Tackle football comes with risks like broken arms and strained muscles, but head-on collisions put football players in even more serious danger. Since concussions can be difficult to diagnose, players are sometimes allowed to carry on even though they should be off the field. And untreated head injuries have lasting consequences.
To that end, some schools keep doctors on the sidelines to diagnose head injuries. But many schools don’t have full-time athletic trainers and the nearest doctor is sometimes far from the football-loving schools in rural America. To help that issue, researchers at the University of Texas Southwestern and the Mayo Clinic tried out a robotic doctor and had promising results.
Led by neurologist Bert Vargas, the team set out to test whether doctors could effectively diagnose concussions via telepresence robots compared to face-to-face observation.
“We aimed to show that observing the player remotely was just as good as being the the presence of the athlete face to face,” Vargas told Digital Trends. “We were not assessing risk so much as we were assessing whether an athlete should be removed from play after suspected concussion.”
For two seasons, the researchers had a mobile robot roam the sideline of football games at Northern Arizona University. A neurologist watched the game and players through the robot’s camera. In 11 cases when the telepresent neurologist was asked to diagnose potentially injured players, the distant neurologist’s assessment matched the one made by medical personnel who diagnosed the player in person.
Though the team’s study is not entirely new — researchers have previously used tele-concussion technology to study traumatic brain injury (TBI) in the military — it touched on a hot topic of sports safety, particularly when it comes to football-related head injuries.
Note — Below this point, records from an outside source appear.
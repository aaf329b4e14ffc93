//! WebSocket Subscription Sessions
//!
//! The per-connection lifecycle: admit, push the initial snapshot,
//! relay broadcast ticks outbound and acknowledge inbound traffic,
//! detect disconnection, unregister.
//!
//! # Lifecycle
//!
//! Connecting -> Admitted -> Streaming -> Closed. Admission validates
//! the symbol against the fixed universe; unknown symbols get a policy
//! close (1008) and are never registered. An admitted session is
//! registered with a bounded outbound channel, receives one snapshot
//! tick before any broadcast-driven update, and unregisters itself
//! before its task exits.

use std::sync::Arc;

use axum::extract::ws::{CloseFrame, Message, WebSocket, WebSocketUpgrade, close_code};
use axum::extract::{Path, State};
use axum::response::Response;
use futures_util::stream::{SplitSink, SplitStream};
use futures_util::{SinkExt, StreamExt};
use serde::Serialize;
use tokio::sync::mpsc;

use crate::domain::registry::{SubscriberId, next_subscriber_id};
use crate::infrastructure::http::SharedAppState;
use crate::infrastructure::metrics;

/// WebSocket upgrade handler for `/ws/{symbol}`.
pub async fn ws_handler(
    State(state): State<SharedAppState>,
    Path(symbol): Path<String>,
    ws: WebSocketUpgrade,
) -> Response {
    let symbol = symbol.to_uppercase();

    if state.service.is_known(&symbol) {
        ws.on_upgrade(move |socket| session(socket, state, symbol))
    } else {
        ws.on_upgrade(move |socket| reject(socket, symbol))
    }
}

/// Close an unknown-symbol connection with a policy violation code.
async fn reject(mut socket: WebSocket, symbol: String) {
    tracing::info!(symbol, "subscription rejected: unknown symbol");
    let frame = CloseFrame {
        code: close_code::POLICY,
        reason: format!("Symbol {symbol} not found").into(),
    };
    let _ = socket.send(Message::Close(Some(frame))).await;
}

/// One admitted subscriber session, from registration to teardown.
async fn session(socket: WebSocket, state: SharedAppState, symbol: String) {
    let (mut sink, stream) = socket.split();
    let id = next_subscriber_id();
    let (tx, rx) = mpsc::channel(state.subscriber_capacity);

    state.registry.register(&symbol, id, tx);
    metrics::connection_opened();

    stream_ticks(&mut sink, stream, rx, &state, &symbol).await;

    // Synchronous unregister before the task exits; a broadcast racing
    // this at worst fails one send and removes the id again.
    state.registry.unregister(&symbol, id);
    metrics::connection_closed();
    tracing::debug!(symbol, id, "session closed");
}

/// The streaming phase: initial snapshot, then relay until disconnect.
async fn stream_ticks(
    sink: &mut SplitSink<WebSocket, Message>,
    mut stream: SplitStream<WebSocket>,
    mut rx: mpsc::Receiver<Arc<crate::domain::market::Tick>>,
    state: &SharedAppState,
    symbol: &str,
) {
    // A new subscriber never waits a full interval for its first value.
    let Some(snapshot) = state.service.snapshot(symbol).await else {
        return;
    };
    if send_json(sink, &snapshot).await.is_err() {
        return;
    }

    loop {
        tokio::select! {
            outbound = rx.recv() => {
                match outbound {
                    Some(tick) => {
                        if send_json(sink, tick.as_ref()).await.is_err() {
                            break;
                        }
                    }
                    // Channel closed: the broadcaster dropped us.
                    None => break,
                }
            }
            inbound = stream.next() => {
                match inbound {
                    Some(Ok(Message::Text(text))) => {
                        // Echo acknowledgement; command handling is out
                        // of scope for the core.
                        let ack = serde_json::json!({
                            "status": "received",
                            "message": text.as_str(),
                        });
                        if send_json(sink, &ack).await.is_err() {
                            break;
                        }
                    }
                    Some(Ok(Message::Close(_))) | None => break,
                    Some(Ok(_)) => {} // Ping/Pong/Binary: nothing to do
                    Some(Err(e)) => {
                        tracing::debug!(symbol, error = %e, "websocket receive error");
                        break;
                    }
                }
            }
        }
    }
}

async fn send_json<T: Serialize>(
    sink: &mut SplitSink<WebSocket, Message>,
    value: &T,
) -> Result<(), axum::Error> {
    let payload = match serde_json::to_string(value) {
        Ok(payload) => payload,
        Err(e) => {
            tracing::error!(error = %e, "outbound serialization failed");
            return Ok(());
        }
    };
    sink.send(Message::Text(payload.into())).await
}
Although having an athletic trainer on staff may be preferred, a sideline robot could be the best bet for schools where that is not feasible.
“This technology is most valuable in communities where specialty care is difficult to access, specifically rural communities where access to a concussion specialist is difficult,” Vargas said. “Especially when state law mandates that return to play has to be decided by a physician, and access to physicians is difficult, telemedicine may help bridge gaps in care.”
A paper detailing the study was recently published in the journal Neurology.